"Aku tak peduli mereka bicara apa. Aku sudah putuskan untuk menjalani pengobatan yang disarankan dokter," begitu katanya. Saya suka dengan keteguhan hatinya. Walau ibunya sempat terpengaruh dengan pembicaraan mereka tentang pengobatan alternatif, dengan tenang dia tolak tegas semuanya.
Begitulah kebiasaan kebanyakan orang kita. Menjenguk orang sakit dengan memberi 'beban' baru dengan segala obrolan yang dia sendiri belum tentu paham, atau ikut menjalankan. Kata orang begini, kata orang begitu. Dulu pun saya sempat sebal dengan pengunjung ibu mertua yang seperti itu.

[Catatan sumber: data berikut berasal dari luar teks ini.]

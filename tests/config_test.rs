//! Tests for loading settings from disk.

use keithley_logger::{config::Settings, DaqError};
use std::fs;
use std::path::Path;
use std::time::Duration;
use tempfile::tempdir;

#[test]
fn test_shipped_default_config_loads() {
    let path = Path::new(env!("CARGO_MANIFEST_DIR")).join("config/default.toml");
    let settings = Settings::load_from(&path).expect("default config should be valid");

    assert_eq!(settings.acquisition.interval(), Duration::from_secs(30));
    let names: Vec<&str> = settings.groups.iter().map(|g| g.name.as_str()).collect();
    assert_eq!(names, vec!["MagField", "IonPump", "IonGauge"]);

    let groups = settings.build_save_groups().unwrap();
    let gauge = &groups[2].channels()[0];
    assert_eq!(gauge.hard_port(), 106);
    assert!((gauge.convert(5.5) - 1.0).abs() < 1e-12);
}

#[test]
fn test_load_from_file_applies_defaults() {
    let dir = tempdir().unwrap();
    let path = dir.path().join("logger.toml");
    fs::write(
        &path,
        r#"
[storage]
log_dir = "/tmp/log"
backup_dir = "/tmp/backup"
error_dir = "/tmp/error"

[[groups]]
name = "LabTemp"
[[groups.channels]]
name = "Temp_exp_cloud"
hard_port = 108
function = { type = "rtd" }
"#,
    )
    .unwrap();

    let settings = Settings::load_from(&path).unwrap();
    assert_eq!(settings.instrument.baud_rate, 9600);
    assert_eq!(settings.storage.time_format, "%H:%M:%S");
    let groups = settings.build_save_groups().unwrap();
    assert_eq!(
        groups[0].channels()[0].init_commands()[0],
        "SENS:FUNC 'TEMP',(@108)"
    );
}

#[test]
fn test_reserved_channel_name_rejected() {
    let dir = tempdir().unwrap();
    let path = dir.path().join("logger.toml");
    fs::write(
        &path,
        r#"
[storage]
log_dir = "/tmp/log"
backup_dir = "/tmp/backup"
error_dir = "/tmp/error"

[[groups]]
name = "Bad"
[[groups.channels]]
name = "time"
hard_port = 101
"#,
    )
    .unwrap();

    assert!(matches!(
        Settings::load_from(&path),
        Err(DaqError::Configuration(_))
    ));
}
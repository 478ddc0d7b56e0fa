//! Acquisition controller
//!
//! Drives the measurement cycle: trigger a scan on the [`Keithley2700`], map the
//! returned samples onto every configured [`Channel`](crate::instrument::Channel)
//! through its logical index, apply each channel's conversion and hand the
//! result to every [`SaveGroup`].
//!
//! ## State machine
//!
//! ```text
//! Uninitialized --initialize()--> Configured --run()--> Cycling --stop()--> Stopped
//! ```
//!
//! A cycle either updates every channel and writes every group, or touches
//! nothing. Read failures and short sample lists skip the cycle; only a lost
//! transport ends the run.

use crate::data::SaveGroup;
use crate::error::{AppResult, DaqError};
use crate::instrument::Keithley2700;
use chrono::{Local, NaiveDateTime};
use std::future::Future;
use std::time::Duration;
use tokio::time::MissedTickBehavior;
use tracing::{debug, error, info, warn};

/// Lifecycle of an [`AcquisitionController`].
#[derive(Clone, Copy, Debug, PartialEq, Eq)]
pub enum ControllerState {
    /// Transport not yet opened.
    Uninitialized,
    /// Preamble sent and scan list programmed.
    Configured,
    /// Inside [`AcquisitionController::run`].
    Cycling,
    /// Transport released.
    Stopped,
}

/// What one cycle did.
#[derive(Clone, Debug, PartialEq, Eq)]
pub enum CycleOutcome {
    /// Channels were updated and every group was asked to save.
    Saved {
        /// Groups whose `save_data` succeeded.
        groups_written: usize,
        /// Groups whose `save_data` returned an error.
        failed_groups: Vec<String>,
    },
    /// Nothing was mutated or written.
    Skipped(String),
}

/// Owns the driver and the save groups for one run.
pub struct AcquisitionController {
    driver: Keithley2700,
    groups: Vec<SaveGroup>,
    state: ControllerState,
}

impl AcquisitionController {
    /// Creates a controller; nothing is sent until [`Self::initialize`].
    pub fn new(driver: Keithley2700, groups: Vec<SaveGroup>) -> Self {
        Self {
            driver,
            groups,
            state: ControllerState::Uninitialized,
        }
    }

    /// Current lifecycle state.
    pub fn state(&self) -> ControllerState {
        self.state
    }

    /// Save groups in scan order.
    pub fn groups(&self) -> &[SaveGroup] {
        &self.groups
    }

    /// Connects and programs the scan list from every group's channels.
    ///
    /// Channels are scanned in group order, then member order within a group.
    pub async fn initialize(&mut self) -> AppResult<()> {
        self.driver.connect().await?;
        let channels = self
            .groups
            .iter_mut()
            .flat_map(|group| group.channels_mut().iter_mut());
        let count = self.driver.configure_channels(channels).await?;
        info!(
            "Configured {} channels across {} save groups",
            count,
            self.groups.len()
        );
        self.state = ControllerState::Configured;
        Ok(())
    }

    /// Runs one cycle stamped with the local wall-clock time.
    pub async fn run_cycle(&mut self) -> AppResult<CycleOutcome> {
        self.run_cycle_at(Local::now().naive_local()).await
    }

    /// Runs one cycle stamped with `now`.
    ///
    /// Transient failures return [`CycleOutcome::Skipped`]; anything else
    /// means the instrument is unusable and is returned as an error.
    pub async fn run_cycle_at(&mut self, now: NaiveDateTime) -> AppResult<CycleOutcome> {
        if !matches!(
            self.state,
            ControllerState::Configured | ControllerState::Cycling
        ) {
            return Err(DaqError::NotConfigured);
        }

        let samples = match self.driver.read().await {
            Ok(samples) => samples,
            Err(e) if e.is_transient() => {
                warn!("Skipping acquisition cycle: {}", e);
                return Ok(CycleOutcome::Skipped(e.to_string()));
            }
            Err(e) => return Err(e),
        };
        debug!(
            "Raw samples: [{}]",
            samples
                .iter()
                .map(|s| format!("{:.3}", s))
                .collect::<Vec<_>>()
                .join(", ")
        );

        if let Err(e) = self.check_samples(samples.len()) {
            warn!("Skipping acquisition cycle: {}", e);
            return Ok(CycleOutcome::Skipped(e.to_string()));
        }

        for channel in self.groups.iter_mut().flat_map(|g| g.channels_mut().iter_mut()) {
            if let Some(index) = channel.logical_index() {
                let value = channel.convert(samples[index]);
                channel.set_current_value(value);
            }
        }

        let mut groups_written = 0;
        let mut failed_groups = Vec::new();
        for group in &self.groups {
            match group.save_data(now) {
                Ok(_) => groups_written += 1,
                Err(e) => {
                    error!("Save group '{}' failed to save: {}", group.name(), e);
                    failed_groups.push(group.name().to_string());
                }
            }
        }

        Ok(CycleOutcome::Saved {
            groups_written,
            failed_groups,
        })
    }

    /// Every channel must have an index inside the sample list.
    fn check_samples(&self, len: usize) -> AppResult<()> {
        for channel in self.groups.iter().flat_map(|g| g.channels()) {
            let index = channel.logical_index().ok_or(DaqError::NotConfigured)?;
            if index >= len {
                return Err(DaqError::MissingSample { index, len });
            }
        }
        Ok(())
    }

    /// Cycles every `interval` until `shutdown` resolves, then stops.
    ///
    /// A slow cycle delays the next tick instead of bursting to catch up, so
    /// cycles never overlap. A fatal error stops the controller and is
    /// returned; a failure to close afterwards is only logged.
    pub async fn run<F>(&mut self, interval: Duration, shutdown: F) -> AppResult<()>
    where
        F: Future<Output = ()>,
    {
        if self.state == ControllerState::Uninitialized {
            self.initialize().await?;
        }
        self.state = ControllerState::Cycling;
        info!("Acquisition started, interval {:?}", interval);

        let mut ticker = tokio::time::interval(interval);
        ticker.set_missed_tick_behavior(MissedTickBehavior::Delay);
        tokio::pin!(shutdown);

        let result = loop {
            tokio::select! {
                _ = ticker.tick() => {
                    if let Err(e) = self.run_cycle().await {
                        error!("Acquisition aborted: {}", e);
                        break Err(e);
                    }
                }
                _ = &mut shutdown => {
                    info!("Acquisition shutdown requested");
                    break Ok(());
                }
            }
        };

        match self.stop().await {
            Ok(()) => result,
            Err(e) if result.is_err() => {
                error!("Failed to close the instrument after abort: {}", e);
                result
            }
            Err(e) => Err(e),
        }
    }

    /// Releases the instrument. Safe to call more than once.
    pub async fn stop(&mut self) -> AppResult<()> {
        self.driver.close().await?;
        self.state = ControllerState::Stopped;
        Ok(())
    }
}
//! End-to-end tests: scripted multimeter -> controller -> CSV files -> loader.

use chrono::{Local, NaiveDateTime};
use keithley_logger::{
    adapters::{MockTransport, SimulatedTransport},
    config::Settings,
    data::{Loader, PrimaryOutcome},
    instrument::Keithley2700,
    AcquisitionController, CycleOutcome,
};
use std::fs;
use std::path::Path;
use std::time::Duration;
use tempfile::{tempdir, TempDir};

/// Settings for the lab's three groups, rooted in `root`.
fn settings(root: &Path) -> Settings {
    let toml = format!(
        r#"
[storage]
log_dir = '{log}'
backup_dir = '{backup}'
error_dir = '{error}'

[[groups]]
name = "MagField"
[[groups.channels]]
name = "Mag X"
hard_port = 101
conversion = {{ type = "linear", gain = 100.0 }}
[[groups.channels]]
name = "Mag Y"
hard_port = 102
conversion = {{ type = "linear", gain = 100.0 }}
[[groups.channels]]
name = "Mag Z"
hard_port = 103
conversion = {{ type = "linear", gain = 100.0 }}

[[groups]]
name = "IonPump"
[[groups.channels]]
name = "IonPump"
hard_port = 104
conversion = {{ type = "linear", gain = 1.0, offset = -10.0 }}
"#,
        log = root.join("log").display(),
        backup = root.join("backup").display(),
        error = root.join("error").display(),
    );
    Settings::from_toml_str(&toml).expect("valid settings")
}

fn mock_controller(root: &TempDir, mock: &MockTransport) -> AcquisitionController {
    let groups = settings(root.path())
        .build_save_groups()
        .expect("groups build");
    let driver =
        Keithley2700::new(Box::new(mock.clone())).with_inter_command_delay(Duration::ZERO);
    AcquisitionController::new(driver, groups)
}

fn now() -> NaiveDateTime {
    Local::now().naive_local()
}

#[tokio::test]
async fn test_cycle_writes_primary_and_backup() {
    let root = tempdir().unwrap();
    fs::create_dir(root.path().join("log")).unwrap();
    fs::create_dir(root.path().join("backup")).unwrap();
    let mock = MockTransport::new();
    let mut controller = mock_controller(&root, &mock);
    controller.initialize().await.unwrap();

    let stamp = now();
    mock.push_response("+1.0000000E-02,+2.0000000E-02,+3.0000000E-02,+2.7500000E+00\r");
    let outcome = controller.run_cycle_at(stamp).await.unwrap();
    assert_eq!(
        outcome,
        CycleOutcome::Saved {
            groups_written: 2,
            failed_groups: vec![]
        }
    );

    let file_name = format!("MagField {}.csv", stamp.format("%Y-%m-%d"));
    let expected = format!(
        "date,time,Mag X,Mag Y,Mag Z\n{},{},1.000000,2.000000,3.000000\n",
        stamp.format("%Y-%m-%d"),
        stamp.format("%H:%M:%S")
    );
    let primary = fs::read_to_string(root.path().join("log/MagField").join(&file_name)).unwrap();
    let backup = fs::read_to_string(root.path().join("backup/MagField").join(&file_name)).unwrap();
    assert_eq!(primary, expected);
    assert_eq!(backup, expected);
    assert!(!root.path().join("error").exists());
}

#[tokio::test]
async fn test_short_sample_list_writes_nothing() {
    let root = tempdir().unwrap();
    fs::create_dir(root.path().join("log")).unwrap();
    fs::create_dir(root.path().join("backup")).unwrap();
    let mock = MockTransport::new();
    let mut controller = mock_controller(&root, &mock);
    controller.initialize().await.unwrap();

    mock.push_response("0.01,0.02,0.03");
    let outcome = controller.run_cycle_at(now()).await.unwrap();

    assert!(matches!(outcome, CycleOutcome::Skipped(_)));
    assert_eq!(fs::read_dir(root.path().join("log")).unwrap().count(), 0);
    assert_eq!(fs::read_dir(root.path().join("backup")).unwrap().count(), 0);
}

#[tokio::test]
async fn test_unreachable_log_drive_falls_back_to_error_log() {
    let root = tempdir().unwrap();
    // A regular file where the log drive should be makes every primary write fail
    fs::write(root.path().join("log"), b"not a directory").unwrap();
    fs::create_dir(root.path().join("backup")).unwrap();
    fs::create_dir(root.path().join("error")).unwrap();

    let stamp = now();
    let mock = MockTransport::new();
    let mut controller = mock_controller(&root, &mock);
    controller.initialize().await.unwrap();
    mock.push_response("0.01,0.02,0.03,2.75");
    controller.run_cycle_at(stamp).await.unwrap();

    let date = stamp.format("%Y-%m-%d");
    let error_log = root
        .path()
        .join("error")
        .join(format!("Error - MagField {}.csv", date));
    let backup = root
        .path()
        .join("backup/MagField")
        .join(format!("MagField {}.csv", date));
    let error_contents = fs::read_to_string(error_log).unwrap();
    assert_eq!(error_contents, fs::read_to_string(backup).unwrap());
    assert!(error_contents.ends_with(",1.000000,2.000000,3.000000\n"));

    let report = controller.groups()[1].save_data(stamp).unwrap();
    assert!(matches!(report.primary, PrimaryOutcome::ErrorLogged(_)));
    assert!(report.backup_written);
}

#[tokio::test]
async fn test_loader_reads_back_what_was_logged() {
    let root = tempdir().unwrap();
    fs::create_dir(root.path().join("log")).unwrap();
    fs::create_dir(root.path().join("backup")).unwrap();
    let mock = MockTransport::new();
    let mut controller = mock_controller(&root, &mock);
    controller.initialize().await.unwrap();

    let start = now();
    let mut loader = Loader::for_group(&controller.groups()[0]);

    mock.push_response("0.01,0.02,0.03,2.75");
    controller.run_cycle_at(start).await.unwrap();
    assert_eq!(loader.refresh_data_until(start, start.date()).unwrap().len(), 1);

    mock.push_response("0.04,0.05,0.06,2.80");
    controller.run_cycle_at(start).await.unwrap();
    let buffered = loader
        .refresh_data_until(start, start.date())
        .unwrap()
        .clone();
    assert_eq!(buffered.len(), 2);
    assert_eq!(loader.watermark().lines_loaded, 2);

    let full = loader.grab_dates(start.date(), start.date()).unwrap();
    assert_eq!(buffered, full);
    assert_eq!(full.columns(), &["Mag X", "Mag Y", "Mag Z"]);
    let mag_z: Vec<f64> = full
        .column("Mag Z")
        .unwrap()
        .into_iter()
        .map(|(_, v)| v)
        .collect();
    assert_eq!(mag_z, vec![3.0, 6.0]);
    assert_eq!(
        loader.header().unwrap().unwrap(),
        vec!["date", "time", "Mag X", "Mag Y", "Mag Z"]
    );
}

#[tokio::test]
async fn test_simulated_multimeter_drives_every_group() {
    let root = tempdir().unwrap();
    fs::create_dir(root.path().join("log")).unwrap();
    fs::create_dir(root.path().join("backup")).unwrap();
    let groups = settings(root.path()).build_save_groups().unwrap();
    let transport = SimulatedTransport::new().with_outlier_probability(0.0);
    let driver = Keithley2700::new(Box::new(transport)).with_inter_command_delay(Duration::ZERO);
    let mut controller = AcquisitionController::new(driver, groups);
    controller.initialize().await.unwrap();

    let outcome = controller.run_cycle_at(now()).await.unwrap();
    assert_eq!(
        outcome,
        CycleOutcome::Saved {
            groups_written: 2,
            failed_groups: vec![]
        }
    );
    // Sine amplitude 1 V plus noise, scaled by 100
    for channel in controller.groups()[0].channels() {
        assert!(channel.current_value().abs() <= 106.0);
    }
    controller.stop().await.unwrap();
    controller.stop().await.unwrap();
}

Banyak orang bilang bahwa kanker begini dan begitu. Bahwa sakitnya luar biasa dan membuat banyak penderita yang berteriak-teriak karena tak tahan, dan lain sebagainya. Yang saya lihat selama ini entah kenapa selalu manusia dengan ketabahan yang luar biasa.
Ibu mertua yang tak sekali pun mengucap'aduh', pun kakak perempuan saya yang lebih banyak berdzikir saat menderita kanker. Juga seorang anak yang pernah mengatakan pada saya,"Ibu, apa benar jika sakit itu adalah pelebur dosa?"
Saya mengangguk sembari menahan isak tangis melihat matanya yang terkena kanker.
"Kalau begitu, aku tak mau menangis lagi, aku mau tersenyum karena dosaku terus dihapus. Aku bisa masuk surga nanti"
Satu minggu setelah pertemuan itu, anak lelaki kecil itu menutup mata untuk selamanya.
Saya ikut pulang dan menemani sahabat saya di rumahnya selama beberapa hari usai operasi, di penghujung malam melihatnya terbangun dan bermunajat nikmat di kamarnya sambil masih menenteng kantung darahnya.
"Doakan aku ya," bisikku.
"Tentu saja," jawabnya.
Masih banyak yang tak memahami, bahwa doa orang yang sedang sakit itu lebih makbul dari yang mengunjunginya atau yang sehat. Dia menikmati ujung malam hingga subuh sembari mengaji.